• _What needs to be done_: In the entries below, find each line with the word "Normal" and return it.
━━━
//! Daily-rhythm archetypes: preferred hours, sleep, typing, and action
//! timing.

use serde::{Deserialize, Serialize};

use crate::random::RandomSource;

/// A named set of preferred playing hours (0-23).
#[derive(Debug, Clone, PartialEq, Eq, Serialize, Deserialize)]
pub struct HourPattern {
    pub name: String,
    pub hours: Vec<u32>,
}

/// Reference hour patterns. Selection is uniform over the table.
pub(super) fn default_hour_patterns() -> Vec<HourPattern> {
    vec![
        HourPattern {
            name: "evening".to_string(),
            hours: vec![18, 19, 20, 21, 22, 23],
        },
        HourPattern {
            name: "late_night".to_string(),
            hours: vec![20, 21, 22, 23, 0, 1, 2],
        },
        HourPattern {
            name: "daytime".to_string(),
            hours: vec![9, 10, 11, 12, 13, 14],
        },
        HourPattern {
            name: "commuter".to_string(),
            hours: vec![6, 7, 8, 17, 18, 19],
        },
        HourPattern {
            name: "always_on".to_string(),
            hours: (0..24).collect(),
        },
    ]
}

/// Sleep pattern keys
#[derive(Debug, Clone, Copy, PartialEq, Eq, Hash, Serialize, Deserialize)]
#[serde(rename_all = "snake_case")]
pub enum SleepPatternKey {
    EarlyBird,
    Normal,
    NightOwl,
    Degen,
    Irregular,
}

/// A sleep window in hours of day. `sleep_start > sleep_end` means the
/// window wraps past midnight.
#[derive(Debug, Clone, PartialEq, Eq, Serialize, Deserialize)]
pub struct SleepPattern {
    pub key: SleepPatternKey,
    pub name: String,
    pub sleep_start: u32,
    pub sleep_end: u32,
}

impl SleepPattern {
    /// Whether the entity is asleep at `hour` (0-23). The start hour is
    /// inside the window, the end hour is not.
    pub fn covers(&self, hour: u32) -> bool {
        if self.sleep_start > self.sleep_end {
            hour >= self.sleep_start || hour < self.sleep_end
        } else {
            hour >= self.sleep_start && hour < self.sleep_end
        }
    }
}

/// Reference sleep patterns. Selection is uniform over the table.
pub(super) fn default_sleep_patterns() -> Vec<SleepPattern> {
    vec![
        SleepPattern {
            key: SleepPatternKey::EarlyBird,
            name: "Early Bird".to_string(),
            sleep_start: 22,
            sleep_end: 6,
        },
        SleepPattern {
            key: SleepPatternKey::Normal,
            name: "Normal".to_string(),
            sleep_start: 0,
            sleep_end: 8,
        },
        SleepPattern {
            key: SleepPatternKey::NightOwl,
            name: "Night Owl".to_string(),
            sleep_start: 4,
            sleep_end: 12,
        },
        SleepPattern {
            key: SleepPatternKey::Degen,
            name: "Degen".to_string(),
            sleep_start: 6,
            sleep_end: 14,
        },
        SleepPattern {
            key: SleepPatternKey::Irregular,
            name: "Irregular".to_string(),
            sleep_start: 3,
            sleep_end: 10,
        },
    ]
}

/// Typing pattern keys
#[derive(Debug, Clone, Copy, PartialEq, Eq, Hash, Serialize, Deserialize)]
#[serde(rename_all = "snake_case")]
pub enum TypingPatternKey {
    SinglePoster,
    DoubleTexter,
    StreamOfConsciousness,
    Deliberate,
}

/// How an entity posts: single messages or rapid follow-ups.
#[derive(Debug, Clone, PartialEq, Serialize, Deserialize)]
pub struct TypingPattern {
    pub key: TypingPatternKey,
    pub description: String,
    /// Probability of sending a follow-up message (0-1)
    pub double_text_chance: f64,
    /// Base delay before the follow-up, in milliseconds
    pub avg_delay_ms: u64,
}

/// Outcome of a double-text roll.
#[derive(Debug, Clone, Copy, PartialEq, Serialize, Deserialize)]
pub struct DoubleText {
    pub should_double: bool,
    /// Delay before the follow-up; 0 when no follow-up fires
    pub delay_ms: u64,
}

impl TypingPattern {
    /// Roll whether a follow-up message should be sent, and after how
    /// long. The delay gets up to 10s of jitter on top of the base.
    pub fn double_text(&self, rng: &mut impl RandomSource) -> DoubleText {
        let should_double = rng.roll_bool(self.double_text_chance);
        let delay_ms = if should_double {
            self.avg_delay_ms + (rng.roll() * 10_000.0) as u64
        } else {
            0
        };
        DoubleText {
            should_double,
            delay_ms,
        }
    }
}

/// Reference typing patterns. Selection is uniform over the table.
pub(super) fn default_typing_patterns() -> Vec<TypingPattern> {
    vec![
        TypingPattern {
            key: TypingPatternKey::SinglePoster,
            description: "Always single posts".to_string(),
            double_text_chance: 0.05,
            avg_delay_ms: 0,
        },
        TypingPattern {
            key: TypingPatternKey::DoubleTexter,
            description: "Frequently adds follow-up".to_string(),
            double_text_chance: 0.35,
            avg_delay_ms: 30_000,
        },
        TypingPattern {
            key: TypingPatternKey::StreamOfConsciousness,
            description: "Often multi-posts rapidly".to_string(),
            double_text_chance: 0.5,
            avg_delay_ms: 10_000,
        },
        TypingPattern {
            key: TypingPatternKey::Deliberate,
            description: "Occasional thoughtful follow-up".to_string(),
            double_text_chance: 0.15,
            avg_delay_ms: 60_000,
        },
    ]
}

/// Hand classes for action-timing purposes.
#[derive(Debug, Clone, Copy, PartialEq, Eq, Hash, Serialize, Deserialize)]
#[serde(rename_all = "lowercase")]
pub enum HandClass {
    Strong,
    Weak,
    Bluff,
}

/// Timing pattern keys
#[derive(Debug, Clone, Copy, PartialEq, Eq, Hash, Serialize, Deserialize)]
#[serde(rename_all = "snake_case")]
pub enum TimingPatternKey {
    Standard,
    FastStrong,
    SlowStrong,
    BluffTank,
    InstantFold,
}

/// Think-time ranges per hand class. Patterns other than `Standard` leak
/// a timing tell that observant opponents could read.
#[derive(Debug, Clone, PartialEq, Eq, Serialize, Deserialize)]
pub struct TimingPattern {
    pub key: TimingPatternKey,
    /// Delay range in milliseconds when holding a strong hand
    pub strong_hand_delay_ms: [u64; 2],
    /// Delay range when holding a weak hand
    pub weak_hand_delay_ms: [u64; 2],
    /// Delay range when bluffing
    pub bluff_delay_ms: [u64; 2],
    pub has_tell: bool,
}

impl TimingPattern {
    /// Draw an action delay for a hand class, uniform inside the class's
    /// range.
    pub fn action_delay_ms(&self, class: HandClass, rng: &mut impl RandomSource) -> u64 {
        let [min, max] = match class {
            HandClass::Strong => self.strong_hand_delay_ms,
            HandClass::Weak => self.weak_hand_delay_ms,
            HandClass::Bluff => self.bluff_delay_ms,
        };
        min + (rng.roll() * (max - min) as f64) as u64
    }
}

/// Reference timing patterns. Selection is uniform over the table.
pub(super) fn default_timing_patterns() -> Vec<TimingPattern> {
    vec![
        TimingPattern {
            key: TimingPatternKey::Standard,
            strong_hand_delay_ms: [2000, 4000],
            weak_hand_delay_ms: [2000, 4000],
            bluff_delay_ms: [2000, 4000],
            has_tell: false,
        },
        TimingPattern {
            key: TimingPatternKey::FastStrong,
            strong_hand_delay_ms: [500, 1500],
            weak_hand_delay_ms: [3000, 5000],
            bluff_delay_ms: [2500, 4500],
            has_tell: true,
        },
        TimingPattern {
            key: TimingPatternKey::SlowStrong,
            strong_hand_delay_ms: [4000, 7000],
            weak_hand_delay_ms: [1000, 2000],
            bluff_delay_ms: [3000, 5000],
            has_tell: true,
        },
        TimingPattern {
            key: TimingPatternKey::BluffTank,
            strong_hand_delay_ms: [1500, 3000],
            weak_hand_delay_ms: [1500, 3000],
            bluff_delay_ms: [5000, 8000],
            has_tell: true,
        },
        TimingPattern {
            key: TimingPatternKey::InstantFold,
            strong_hand_delay_ms: [2000, 3500],
            weak_hand_delay_ms: [200, 800],
            bluff_delay_ms: [3000, 5000],
            has_tell: true,
        },
    ]
}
━━━
• _Task result_:
    Normal,
            key: SleepPatternKey::Normal,
            name: "Normal".to_string(),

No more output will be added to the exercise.